Bitfinex, the popular digital currency trading platform, now faces state claims that it hid $850 million of corporate-client funds in a cover-up between itself and Tether. This comes after the exchange lost an appeal to the appellate divisions of the Supreme Court in New York arguing that tether (USDT) was not a traditional commodity or a security.
Last year in April, New York Attorney General Letitia James claimed that Bitfinex and other associated companies were involved in hiding the loss of the conflated funds and then using affiliated stablecoin Tether money to cover the loss. The charges were subsequently pressed, and the case was lately heard by the Appellate Division of the NY State Supreme Court.
iFinex, a company owned by both Bitfinex and Tether, argued that the state did not have the right to pursue the claims because the company was not based in US, and NY jurisdiction would also not apply. However, the reminds it had all jurisdiction against Bitfinex since many of its employees work in NY and also considering the fact that several residents of the country use USDT.
Apparently, Bitfinex claims to have deposited the funds with a Panamanian firm-Crypto Capital.

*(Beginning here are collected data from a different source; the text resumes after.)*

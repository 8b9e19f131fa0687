//! Shared domain types: sessions, enrollments, assignments, conflict reports,
//! notification records and the directory records the scheduler consumes.

use chrono::{DateTime, Duration, FixedOffset, NaiveDate, Weekday};
use serde::{Deserialize, Serialize};

/// An instant with an explicit UTC offset.
pub type Timestamp = DateTime<FixedOffset>;

/// Who is calling and which program (tenant) the call is scoped to.
#[derive(Debug, Clone, PartialEq, Eq, Serialize, Deserialize)]
pub struct RequestContext {
    pub actor_id: String,
    pub program_id: String,
}

impl RequestContext {
    pub fn new(actor_id: impl Into<String>, program_id: impl Into<String>) -> Self {
        Self {
            actor_id: actor_id.into(),
            program_id: program_id.into(),
        }
    }
}

// ─── Session ──────────────────────────────────────────────

/// Kind of session.
#[derive(Debug, Clone, Copy, PartialEq, Eq, Hash, Serialize, Deserialize)]
#[serde(rename_all = "snake_case")]
pub enum SessionType {
    Private,
    Group,
    SchoolGroup,
    /// Pre-migration private lesson rows.
    LegacyPrivate,
    /// Pre-migration group class rows.
    LegacyGroup,
}

impl SessionType {
    pub fn as_str(&self) -> &'static str {
        match self {
            SessionType::Private => "private",
            SessionType::Group => "group",
            SessionType::SchoolGroup => "school_group",
            SessionType::LegacyPrivate => "legacy_private",
            SessionType::LegacyGroup => "legacy_group",
        }
    }

    pub fn parse(s: &str) -> Option<Self> {
        match s {
            "private" => Some(SessionType::Private),
            "group" => Some(SessionType::Group),
            "school_group" => Some(SessionType::SchoolGroup),
            "legacy_private" => Some(SessionType::LegacyPrivate),
            "legacy_group" => Some(SessionType::LegacyGroup),
            _ => None,
        }
    }

    /// Human-readable label used in notifications.
    pub fn label(&self) -> &'static str {
        match self {
            SessionType::Private | SessionType::LegacyPrivate => "Private Lesson",
            SessionType::Group | SessionType::LegacyGroup => "Group Lesson",
            SessionType::SchoolGroup => "School Group",
        }
    }
}

/// Session lifecycle status.
#[derive(Debug, Clone, Copy, PartialEq, Eq, Hash, Serialize, Deserialize)]
#[serde(rename_all = "snake_case")]
pub enum SessionStatus {
    Scheduled,
    InProgress,
    Completed,
    Cancelled,
    Postponed,
}

impl SessionStatus {
    pub fn as_str(&self) -> &'static str {
        match self {
            SessionStatus::Scheduled => "scheduled",
            SessionStatus::InProgress => "in_progress",
            SessionStatus::Completed => "completed",
            SessionStatus::Cancelled => "cancelled",
            SessionStatus::Postponed => "postponed",
        }
    }

    pub fn parse(s: &str) -> Option<Self> {
        match s {
            "scheduled" => Some(SessionStatus::Scheduled),
            "in_progress" => Some(SessionStatus::InProgress),
            "completed" => Some(SessionStatus::Completed),
            "cancelled" => Some(SessionStatus::Cancelled),
            "postponed" => Some(SessionStatus::Postponed),
            _ => None,
        }
    }

    /// Active sessions occupy their facility and instructors.
    pub fn is_active(&self) -> bool {
        matches!(self, SessionStatus::Scheduled | SessionStatus::InProgress)
    }

    pub fn is_terminal(&self) -> bool {
        matches!(self, SessionStatus::Completed | SessionStatus::Cancelled)
    }

    /// Allowed edges of the session state machine.
    pub fn can_transition_to(&self, next: SessionStatus) -> bool {
        use SessionStatus::*;
        matches!(
            (self, next),
            (Scheduled, InProgress)
                | (Scheduled, Cancelled)
                | (Scheduled, Postponed)
                | (InProgress, Completed)
                | (InProgress, Cancelled)
                | (Postponed, Scheduled)
                | (Postponed, Cancelled)
                | (Postponed, Completed)
        )
    }
}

The firm is believed to have provided shadow banking services to digital asset exchanges prior to being seized by different authorities. The firm said the lost funds were under the control of the Polish, American and Portuguese Governments. Bitfinex said it was working to get the funds back.

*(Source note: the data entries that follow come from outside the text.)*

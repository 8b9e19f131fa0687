//! # Slotwise: scheduling maintenance CLI
//!
//! Usage:
//!   slotwise migrate                               # Create/upgrade the database
//!   slotwise reminders                             # Run the reminder sweep forever
//!   slotwise reminders --once                      # One sweep, then exit
//!   slotwise conflicts --program p --facility f --start T --end T [--instructor i]...
//!   slotwise sessions --program p --facility f [--limit N --offset N]
//!   slotwise deliveries [--limit N]                # Recent notification deliveries

use std::path::Path;
use std::sync::Arc;

use anyhow::{Context, Result};
use chrono::{DateTime, FixedOffset};
use clap::{Parser, Subcommand};
use slotwise_core::SlotwiseConfig;
use slotwise_core::traits::Directory;
use slotwise_core::types::RequestContext;
use slotwise_scheduler::{
    Dispatcher, InMemoryDirectory, PageRequest, ReminderSweep, SchedulingDb, SessionFilter,
    SessionManager, sinks_from_config, spawn_reminder_loop,
};
use tracing_subscriber::EnvFilter;

#[derive(Parser)]
#[command(
    name = "slotwise",
    version,
    about = "📅 Slotwise: facility session scheduling"
)]
struct Cli {
    /// Config file (default: ~/.slotwise/config.toml)
    #[arg(short, long)]
    config: Option<String>,

    /// Verbose logging
    #[arg(short, long)]
    verbose: bool,

    #[command(subcommand)]
    command: Command,
}

#[derive(Subcommand)]
enum Command {
    /// Create or upgrade the scheduling database
    Migrate,
    /// Send reminders for sessions starting soon
    Reminders {
        /// Run a single sweep and exit
        #[arg(long)]
        once: bool,
    },
    /// Check a proposed slot for facility and instructor conflicts
    Conflicts {
        #[arg(long)]
        program: String,
        #[arg(long)]
        facility: String,
        /// RFC 3339 start, e.g. 2026-03-02T10:00:00+01:00
        #[arg(long, value_parser = parse_timestamp)]
        start: DateTime<FixedOffset>,
        #[arg(long, value_parser = parse_timestamp)]
        end: DateTime<FixedOffset>,
        #[arg(long = "instructor")]
        instructors: Vec<String>,
    },
    /// List sessions at a facility
    Sessions {
        #[arg(long)]
        program: String,
        #[arg(long)]
        facility: String,
        #[arg(long, default_value = "0")]
        limit: u32,
        #[arg(long, default_value = "0")]
        offset: u32,
        #[arg(long)]
        include_cancelled: bool,
    },
    /// Show recent notification deliveries
    Deliveries {
        #[arg(long, default_value = "20")]
        limit: usize,
    },
}

fn parse_timestamp(s: &str) -> std::result::Result<DateTime<FixedOffset>, String> {
    DateTime::parse_from_rfc3339(s).map_err(|e| format!("expected RFC 3339 timestamp: {e}"))
}

fn expand_path(p: &str) -> String {
    shellexpand::tilde(p).to_string()
}

struct App {
    config: SlotwiseConfig,
    db: Arc<SchedulingDb>,
    dispatcher: Arc<Dispatcher>,
    manager: SessionManager,
}

fn build(config: SlotwiseConfig) -> Result<App> {
    let db_path = expand_path(&config.database.path);
    let db = Arc::new(
        SchedulingDb::open(Path::new(&db_path), config.database.busy_timeout_ms)
            .with_context(|| format!("opening {db_path}"))?,
    );

    let directory_path = expand_path(&config.directory.path);
    let directory: Arc<dyn Directory> = Arc::new(InMemoryDirectory::load_from(Path::new(&directory_path))?);

    let mut dispatcher = Dispatcher::new(db.clone(), directory.clone());
    for (priority, sink) in sinks_from_config(&config.notifications)? {
        dispatcher.register_sink(sink, priority);
    }
    dispatcher.set_enabled(config.notifications.enabled);
    let dispatcher = Arc::new(dispatcher);

    let manager = SessionManager::new(&config, db.clone(), directory, dispatcher.clone());
    Ok(App {
        config,
        db,
        dispatcher,
        manager,
    })
}

fn print_json<T: serde::Serialize>(value: &T) -> Result<()> {
    println!("{}", serde_json::to_string_pretty(value)?);
    Ok(())
}

#[tokio::main]
async fn main() -> Result<()> {
    let cli = Cli::parse();

    // Initialize logging
    let filter = if cli.verbose {
        "slotwise=debug,slotwise_scheduler=debug,slotwise_core=debug"
    } else {
        "slotwise=info,slotwise_scheduler=info"
    };
    tracing_subscriber::fmt()
        .with_env_filter(EnvFilter::try_from_default_env().unwrap_or_else(|_| EnvFilter::new(filter)))
        .with_target(false)
        .init();

    let config = match &cli.config {
        Some(path) => SlotwiseConfig::load_from(Path::new(&expand_path(path)))?,
        None => SlotwiseConfig::load()?,
    };
    let app = build(config)?;

    match cli.command {
        Command::Migrate => {
            println!("✅ Database ready: {}", expand_path(&app.config.database.path));
        }
        Command::Reminders { once } => {
            let sweep = Arc::new(ReminderSweep::new(
                &app.config.notifications,
                app.db.clone(),
                app.dispatcher.clone(),
            ));
            if once {
                let reminded = sweep.run_once(chrono::Utc::now().fixed_offset()).await?;
                print_json(&reminded)?;
            } else {
                spawn_reminder_loop(sweep, app.config.notifications.reminder_scan_interval_secs).await;
            }
        }
        Command::Conflicts {
            program,
            facility,
            start,
            end,
            instructors,
        } => {
            let ctx = RequestContext::new("cli", program);
            let report = app
                .manager
                .check_conflicts(&ctx, &facility, start, end, &instructors, &[])?;
            if report.has_conflicts() {
                tracing::info!("🚧 {}", report.summary());
            }
            print_json(&report)?;
        }
        Command::Sessions {
            program,
            facility,
            limit,
            offset,
            include_cancelled,
        } => {
            let ctx = RequestContext::new("cli", program);
            let filter = SessionFilter {
                include_cancelled,
                ..Default::default()
            };
            let page = app
                .manager
                .get_facility_sessions(&ctx, &facility, &filter, PageRequest { offset, limit })?;
            print_json(&page)?;
        }
        Command::Deliveries { limit } => {
            let entries = app.db.read(|repo| repo.recent_deliveries(limit))?;
            print_json(&entries)?;
        }
    }

    Ok(())
}
//! Half-open interval arithmetic over session time ranges.
//!
//! `[start, end)`: a range that ends exactly when another starts does not
//! overlap it.

use chrono::Duration;
use serde::{Deserialize, Serialize};
use slotwise_core::error::{Result, SlotwiseError};
use slotwise_core::types::Timestamp;

/// True iff `[a_start, a_end)` and `[b_start, b_end)` share any instant.
pub fn overlaps<T: PartialOrd>(a_start: T, a_end: T, b_start: T, b_end: T) -> bool {
    a_start < b_end && b_start < a_end
}

/// Length of `[start, end)`. Fails unless `end > start`.
pub fn duration(start: Timestamp, end: Timestamp) -> Result<Duration> {
    if end <= start {
        return Err(SlotwiseError::InvalidRange { start, end });
    }
    Ok(end - start)
}

/// A validated `[start, end)` pair.
#[derive(Debug, Clone, Copy, PartialEq, Eq, Serialize, Deserialize)]
pub struct TimeRange {
    start: Timestamp,
    end: Timestamp,
}

impl TimeRange {
    pub fn new(start: Timestamp, end: Timestamp) -> Result<Self> {
        duration(start, end)?;
        Ok(Self { start, end })
    }

    /// Range of `length` starting at `start`.
    pub fn starting_at(start: Timestamp, length: Duration) -> Result<Self> {
        let end = start.checked_add_signed(length).ok_or_else(out_of_range)?;
        Self::new(start, end)
    }

    pub fn start(&self) -> Timestamp {
        self.start
    }

    pub fn end(&self) -> Timestamp {
        self.end
    }

    pub fn duration(&self) -> Duration {
        self.end - self.start
    }

    pub fn overlaps(&self, other: &TimeRange) -> bool {
        overlaps(self.start, self.end, other.start, other.end)
    }

    pub fn overlaps_raw(&self, start: Timestamp, end: Timestamp) -> bool {
        overlaps(self.start, self.end, start, end)
    }

    /// Same length, moved by `delta`. Fails past the representable range.
    pub fn shifted(&self, delta: Duration) -> Result<Self> {
        Ok(Self {
            start: self.start.checked_add_signed(delta).ok_or_else(out_of_range)?,
            end: self.end.checked_add_signed(delta).ok_or_else(out_of_range)?,
        })
    }
}

fn out_of_range() -> SlotwiseError {
    SlotwiseError::validation("time range runs past the supported date range")
}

Bitfinex-Tether Lawsuit Timeline
The lawsuit dates back to two years after New York Attorney General Letitia James initiated an investigation into the suspicion that Tether had inadequate funds and liquidity to allow users to redeem USDT at market value. The investigation would have cut across iFinex and several other trading companies.
In 2019, Letitia signed a subpoena seeking information on Tether ‘s operations. iFinex accepted the subpoena and submitted several documents at the request of the court. However, the court found that the company had not produced all the information within the scope of the lawsuit.

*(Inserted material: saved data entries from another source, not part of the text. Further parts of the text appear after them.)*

//! In-memory `Directory`, optionally loaded from a TOML file.
//!
//! ```toml
//! [[facilities]]
//! id = "pool-north"
//! program_id = "swim-club"
//! name = "North Pool"
//!
//! [[students]]
//! id = "st-1"
//! name = "Ada"
//! [[students.guardians]]
//! id = "g-1"
//! name = "Grace"
//! contact = { kind = "email", address = "grace@example.com" }
//! ```

use std::collections::HashMap;
use std::path::Path;

use serde::{Deserialize, Serialize};
use slotwise_core::error::{Result, SlotwiseError};
use slotwise_core::traits::Directory;
use slotwise_core::types::{CourseInfo, FacilityInfo, PersonContact, StudentContact};

/// On-disk shape of the directory file.
#[derive(Debug, Default, Serialize, Deserialize)]
struct DirectoryFile {
    #[serde(default)]
    facilities: Vec<FacilityInfo>,
    #[serde(default)]
    courses: Vec<CourseInfo>,
    #[serde(default)]
    students: Vec<StudentContact>,
    #[serde(default)]
    instructors: Vec<PersonContact>,
}

#[derive(Debug, Default, Clone)]
pub struct InMemoryDirectory {
    facilities: HashMap<String, FacilityInfo>,
    courses: HashMap<String, CourseInfo>,
    students: HashMap<String, StudentContact>,
    instructors: HashMap<String, PersonContact>,
}

impl InMemoryDirectory {
    /// Load from a TOML file. A missing file yields an empty directory.
    pub fn load_from(path: &Path) -> Result<Self> {
        if !path.exists() {
            tracing::warn!("⚠️ Directory file {} not found, starting empty", path.display());
            return Ok(Self::default());
        }
        let content = std::fs::read_to_string(path)?;
        let dir = Self::from_toml(&content)?;
        tracing::debug!(
            "📇 Directory loaded: {} facilities, {} students, {} instructors",
            dir.facilities.len(),
            dir.students.len(),
            dir.instructors.len()
        );
        Ok(dir)
    }

    pub fn from_toml(content: &str) -> Result<Self> {
        let file: DirectoryFile = toml::from_str(content)
            .map_err(|e| SlotwiseError::Config(format!("Failed to parse directory: {e}")))?;
        let mut dir = Self::default();
        file.facilities.into_iter().for_each(|f| dir.add_facility(f));
        file.courses.into_iter().for_each(|c| dir.add_course(c));
        file.students.into_iter().for_each(|s| dir.add_student(s));
        file.instructors.into_iter().for_each(|i| dir.add_instructor(i));
        Ok(dir)
    }

    pub fn add_facility(&mut self, facility: FacilityInfo) {
        self.facilities.insert(facility.id.clone(), facility);
    }

    pub fn add_course(&mut self, course: CourseInfo) {
        self.courses.insert(course.id.clone(), course);
    }

    pub fn add_student(&mut self, student: StudentContact) {
        self.students.insert(student.person.id.clone(), student);
    }

    pub fn add_instructor(&mut self, instructor: PersonContact) {
        self.instructors.insert(instructor.id.clone(), instructor);
    }
}

impl Directory for InMemoryDirectory {
    fn facility(&self, facility_id: &str) -> Option<FacilityInfo> {
        self.facilities.get(facility_id).cloned()
    }

    fn course(&self, course_id: &str) -> Option<CourseInfo> {
        self.courses.get(course_id).cloned()
    }

    fn student(&self, student_id: &str) -> Option<StudentContact> {
        self.students.get(student_id).cloned()
    }

    fn instructor(&self, instructor_id: &str) -> Option<PersonContact> {
        self.instructors.get(instructor_id).cloned()
    }
}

This move alarmed that the exchange might not have enough backing to support the supply of its stablecoin.
“Today’s decision validates our office’s ability to use its broad and comprehensive investigative powers to protect New Yorkers,” James said in a statement. “Not even virtual currencies are above the law. We are pleased with the court’s decision, and will continue to protect the interest of investors in the marketplace.”